__Instructions to follow__: Within the material below, find each line bearing the word "bool" and present it.

________

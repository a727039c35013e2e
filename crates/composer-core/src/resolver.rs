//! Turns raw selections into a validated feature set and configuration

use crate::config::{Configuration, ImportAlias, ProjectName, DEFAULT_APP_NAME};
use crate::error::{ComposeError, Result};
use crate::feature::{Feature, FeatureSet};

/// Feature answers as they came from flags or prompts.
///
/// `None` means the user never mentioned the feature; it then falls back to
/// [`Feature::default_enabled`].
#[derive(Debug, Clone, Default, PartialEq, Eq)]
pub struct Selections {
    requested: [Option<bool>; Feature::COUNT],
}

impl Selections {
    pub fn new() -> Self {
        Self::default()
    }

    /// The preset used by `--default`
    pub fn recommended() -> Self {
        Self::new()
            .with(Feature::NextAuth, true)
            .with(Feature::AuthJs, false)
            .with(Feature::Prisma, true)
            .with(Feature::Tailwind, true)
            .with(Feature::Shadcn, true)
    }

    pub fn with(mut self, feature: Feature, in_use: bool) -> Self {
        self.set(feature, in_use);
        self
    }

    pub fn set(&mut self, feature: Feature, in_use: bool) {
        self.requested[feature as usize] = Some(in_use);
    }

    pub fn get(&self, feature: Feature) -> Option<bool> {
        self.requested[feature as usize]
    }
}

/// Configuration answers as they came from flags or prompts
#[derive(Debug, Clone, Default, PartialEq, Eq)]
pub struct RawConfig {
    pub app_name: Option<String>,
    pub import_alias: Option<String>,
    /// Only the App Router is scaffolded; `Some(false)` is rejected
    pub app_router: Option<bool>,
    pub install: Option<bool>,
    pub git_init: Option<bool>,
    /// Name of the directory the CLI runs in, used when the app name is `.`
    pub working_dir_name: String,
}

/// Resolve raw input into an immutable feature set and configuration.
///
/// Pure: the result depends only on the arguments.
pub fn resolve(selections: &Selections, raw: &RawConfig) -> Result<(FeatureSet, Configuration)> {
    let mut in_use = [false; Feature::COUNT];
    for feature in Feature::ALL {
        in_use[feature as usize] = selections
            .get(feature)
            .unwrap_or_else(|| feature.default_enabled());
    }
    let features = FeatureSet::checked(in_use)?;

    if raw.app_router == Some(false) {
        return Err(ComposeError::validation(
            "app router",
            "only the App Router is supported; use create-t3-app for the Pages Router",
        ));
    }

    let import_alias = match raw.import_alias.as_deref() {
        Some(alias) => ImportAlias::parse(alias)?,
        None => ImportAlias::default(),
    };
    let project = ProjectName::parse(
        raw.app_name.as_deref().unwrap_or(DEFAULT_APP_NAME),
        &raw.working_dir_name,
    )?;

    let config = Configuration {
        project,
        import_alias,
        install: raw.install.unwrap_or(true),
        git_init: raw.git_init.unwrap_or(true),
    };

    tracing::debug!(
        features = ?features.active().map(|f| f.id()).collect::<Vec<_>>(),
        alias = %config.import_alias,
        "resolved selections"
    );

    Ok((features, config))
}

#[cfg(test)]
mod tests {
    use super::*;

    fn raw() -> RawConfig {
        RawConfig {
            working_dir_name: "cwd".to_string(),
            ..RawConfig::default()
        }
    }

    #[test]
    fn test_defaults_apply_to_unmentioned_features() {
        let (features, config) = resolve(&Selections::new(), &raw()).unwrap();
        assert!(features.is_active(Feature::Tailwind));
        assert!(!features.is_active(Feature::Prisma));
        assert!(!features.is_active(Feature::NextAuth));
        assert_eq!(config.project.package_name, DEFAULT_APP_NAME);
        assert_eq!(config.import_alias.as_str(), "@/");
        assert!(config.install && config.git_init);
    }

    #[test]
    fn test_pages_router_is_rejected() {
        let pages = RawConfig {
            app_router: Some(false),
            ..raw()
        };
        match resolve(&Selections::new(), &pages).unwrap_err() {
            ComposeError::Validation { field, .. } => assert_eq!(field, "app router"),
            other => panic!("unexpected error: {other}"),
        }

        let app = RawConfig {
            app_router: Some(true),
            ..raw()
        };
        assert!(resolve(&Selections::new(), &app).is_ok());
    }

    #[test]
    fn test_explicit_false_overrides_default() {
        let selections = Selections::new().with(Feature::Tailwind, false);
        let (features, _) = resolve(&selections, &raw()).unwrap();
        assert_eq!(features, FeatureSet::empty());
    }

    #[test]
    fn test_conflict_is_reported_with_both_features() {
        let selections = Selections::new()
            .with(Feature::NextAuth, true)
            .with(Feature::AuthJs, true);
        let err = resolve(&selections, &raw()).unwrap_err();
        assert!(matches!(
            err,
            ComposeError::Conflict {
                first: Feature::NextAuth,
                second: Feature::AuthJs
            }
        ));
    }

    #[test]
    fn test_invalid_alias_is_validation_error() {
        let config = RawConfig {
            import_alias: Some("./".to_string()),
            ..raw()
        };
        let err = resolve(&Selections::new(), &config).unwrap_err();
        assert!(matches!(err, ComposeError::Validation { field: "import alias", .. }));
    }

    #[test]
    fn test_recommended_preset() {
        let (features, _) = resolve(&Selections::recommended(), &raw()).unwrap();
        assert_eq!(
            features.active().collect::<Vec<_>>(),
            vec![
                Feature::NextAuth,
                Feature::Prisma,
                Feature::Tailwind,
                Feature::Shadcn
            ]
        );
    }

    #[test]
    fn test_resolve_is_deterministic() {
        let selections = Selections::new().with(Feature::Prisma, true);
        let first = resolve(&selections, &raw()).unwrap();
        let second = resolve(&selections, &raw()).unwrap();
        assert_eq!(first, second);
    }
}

________

__Response to the task__:
    requested: [Option<bool>; Feature::COUNT],
    pub fn with(mut self, feature: Feature, in_use: bool) -> Self {
    pub fn set(&mut self, feature: Feature, in_use: bool) {
    pub fn get(&self, feature: Feature) -> Option<bool> {
    pub app_router: Option<bool>,
    pub install: Option<bool>,
    pub git_init: Option<bool>,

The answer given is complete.